Exercise data
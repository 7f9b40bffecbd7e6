//! Concurrency primitives the session layers are built from.
//!
//! # Data Flow
//! ```text
//! Broadcast   one-shot wake-all trigger (disconnect, dispose, caller cancel)
//! Gate        re-armable latch (session id resolved, peer drained, link secure)
//! Watched     set with "item removed" / "emptied" waits (unconfirmed packets)
//! Deadline    Broadcast links + optional timeout racing any future
//! ```
//!
//! # Design Decisions
//! - Everything is built on `tokio::sync::watch`, so no wait can miss a
//!   wake-up that happened between checking state and suspending
//! - Timeouts are a deadline racing the waited future, never a polling loop
//! - A deadline reports *which* source fired, so callers can tell their own
//!   cancellation apart from a disconnect or an expiry

pub mod broadcast;
pub mod deadline;
pub mod gate;
pub mod watched;

pub use broadcast::Broadcast;
pub use deadline::{CompositeDeadline, DeadlineBuilder, Trip};
pub use gate::Gate;
pub use watched::{Settled, WatchedCollection};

What you need to do
The listing above is to be transcribed in full, with no line omitted.

The completed task
repository 7f9b40bffecbd7e6
//! Concurrency primitives the session layers are built from.
//!
//! # Data Flow
//! ```text
//! Broadcast   one-shot wake-all trigger (disconnect, dispose, caller cancel)
//! Gate        re-armable latch (session id resolved, peer drained, link secure)
//! Watched     set with "item removed" / "emptied" waits (unconfirmed packets)
//! Deadline    Broadcast links + optional timeout racing any future
//! ```
//!
//! # Design Decisions
//! - Everything is built on `tokio::sync::watch`, so no wait can miss a
//!   wake-up that happened between checking state and suspending
//! - Timeouts are a deadline racing the waited future, never a polling loop
//! - A deadline reports *which* source fired, so callers can tell their own
//!   cancellation apart from a disconnect or an expiry

pub mod broadcast;
pub mod deadline;
pub mod gate;
pub mod watched;

pub use broadcast::Broadcast;
pub use deadline::{CompositeDeadline, DeadlineBuilder, Trip};
pub use gate::Gate;
pub use watched::{Settled, WatchedCollection};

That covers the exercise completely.